U.S. Judge: Guantanamo Tribunals Unconstitutional


Justice and 9-11

Industry lobbyists worked with key Republican lawmakers to sabotage new security regulations for chemical plants





Whitman: GOP foiled security efforts
Book says legislators helped lobbyists defeat rules for chemical plants
Friday, January 28, 2005
BY ALEXANDER LANE
Star-Ledger Staff
Industry lobbyists worked with key Republican lawmakers to sabotage new security regulations for chemical plants after the 9/11 attacks, Christie Whitman alleges in her new book.

Many chemical plants -- including dozens in New Jersey -- could release toxic clouds that could kill tens or even hundreds of thousands of people in the case of an attack or a major malfunction. Their security became a prime concern of experts after 9/11, but proposed regulations requiring safety measures failed to pass in Congress.

In her new book, "It's My Party Too," former New Jersey Gov. Whitman -- who was head of the Environmental Protection Agency as the debate raged in Congress and the Bush administration -- placed the blame squarely at the feet of chemical-industry lobbyists and congressional Republicans.

Whitman wrote that she and Homeland Security Secretary Tom Ridge crafted rules requiring the 15,000 most high-risk plants to "take reasonable steps to address those vulnerabilities, and report to the EPA that they had complied."

"Although both Tom and I agreed such legislation was necessary, strong congressional opposition -- led by some Republicans on the Senate Environment and Public Works Committee and the House Energy and Commerce Committee -- to giving EPA even this modest additional statutory authority made it difficult to secure administration support," Whitman wrote, singling out Sen. James Inhofe (R-Okla.) and Rep. Billy Tauzin (R-La.) for blame.

She said she grew so frustrated she formally asked the White House to "relieve EPA of its lead responsibility for reducing the vulnerability of the chemical sector to attack."

"The American Chemistry Council (a chemical-industry lobbying group) fought hard against my efforts," Whitman wrote. "I sometimes wonder whether those companies spend more money trying to defeat new regulations than they would by simply complying with them."

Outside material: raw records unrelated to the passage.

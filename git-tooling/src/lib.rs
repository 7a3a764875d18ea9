//! Git automation for flag retirement.
//!
//! Each retired flag gets its own branch cut from trunk, a single commit
//! with a templated message, an optional push, and printed instructions for
//! opening the pull request by hand. Opening the PR itself is not automated.

mod branch;
mod errors;
mod pull_request;
mod repo;

pub use branch::{branch_name_for_flag, commit_message, kebab_case};
pub use errors::{GitToolingError, Result};
pub use pull_request::PullRequestInstructions;
pub use repo::{GitRepo, VersionControl};
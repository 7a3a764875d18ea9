//! Offline retirement of expired feature flags.
//!
//! [`RetirementEngine::run`] parses the registry source, audits it for
//! expired or deprecated flags, and for each one discovers its call sites,
//! rewrites them in memory and removes the declaration. In
//! [`RunMode::Simulate`] the result is only reported. In [`RunMode::Apply`]
//! each flag's [`ChangeSet`] is flushed on its own branch and committed
//! through a [`flagkit_git_tooling::VersionControl`].

#![deny(clippy::print_stdout, clippy::print_stderr)]

pub mod auditor;
pub mod call_shape;
pub mod change_set;
pub mod config;
pub mod discovery;
pub mod engine;
mod error;
pub mod registry_source;
pub mod report;
pub mod rewrite;

pub use auditor::{AuditResult, ExpiredFlag, ExpiryReason, audit, find_expired_flags};
pub use call_shape::CallShape;
pub use change_set::ChangeSet;
pub use config::{ConfigLoader, ToolConfig};
pub use discovery::{CallSite, Discovery, discover};
pub use engine::{FlagPlan, RetireRequest, RetirementEngine};
pub use error::{CodemodError, Result};
pub use registry_source::{FlagDeclaration, RegistrySource};
pub use report::{FlagOutcome, RetirementReport, RunMode, render_report_lines};
pub use rewrite::{Replacement, resolve_replacement, rewrite_calls};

There are still no federal regulations requiring chemical facilities to gird against attack.

American Chemistry Council spokeswoman Kate McGloon said the group was taken aback by Whitman's charge.

"We're kind of surprised by the tone of her comments, given that we worked a lot with her," McGloon said.

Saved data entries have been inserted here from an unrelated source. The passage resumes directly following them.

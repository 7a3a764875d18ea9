use std::path::PathBuf;
use thiserror::Error;

/// Errors that can occur during configuration loading and validation
#[derive(Debug, Error)]
pub enum ConfigError {
    #[error("Failed to load configuration file: {0}")]
    LoadError(String),

    #[error("Configuration file not found at path: {0}")]
    FileNotFound(PathBuf),

    #[error("Failed to parse configuration: {0}")]
    ParseError(String),

    #[error("Invalid configuration value: {0}")]
    ValidationError(String),
}

/// Type alias for Results using ConfigError
pub type Result<T> = std::result::Result<T, ConfigError>;

impl From<config::ConfigError> for ConfigError {
    fn from(err: config::ConfigError) -> Self {
        ConfigError::LoadError(err.to_string())
    }
}

impl From<serde_json::Error> for ConfigError {
    fn from(err: serde_json::Error) -> Self {
        ConfigError::ParseError(err.to_string())
    }
}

McGloon said the council supported federal security regulations, just not ones that would take too much decision-making power away from company experts.

"Process safety is what we do," McGloon said. "There is a grave concern about putting the responsibility for those kinds of decisions in not-expert hands."

Sen. Jon Corzine (D-N.J.), who has introduced his own strict chemical-plant bill, seized on Whitman's comments as confirmation of his long-held contention that industry lobbyists had defeated any new security rules.

Corzine said he planned to re- introduce his bill next week, along with a companion measure that would provide new rules for the rail transportation of hazardous chemicals.

Early this month, a derailed train car in South Carolina released noxious chlorine gas, killing nine people in a nearby town with toxic fumes, injuring 250 and prompting the evacuation of more than 5,000 people.

Potential scenarios in New Jersey -- a major center of chemical manufacturing -- are far more alarming. For example, the Kuehne Chemical Co. in Kearny told the government in 1999 that one of its railroad tank cars could produce a chlorine cloud that "would be immediately dangerous to both life and health for a distance exceeding 14 miles."

The FBI has called the nexus of the Turnpike, Amtrak's Northeast Corridor and Newark Liberty International Airport the most vulnerable two miles in the country to a chemical-plant attack.

"The chlorine train wreck in South Carolina is likely to get some people to wonder whether they should reconsider their positions on this," Corzine said.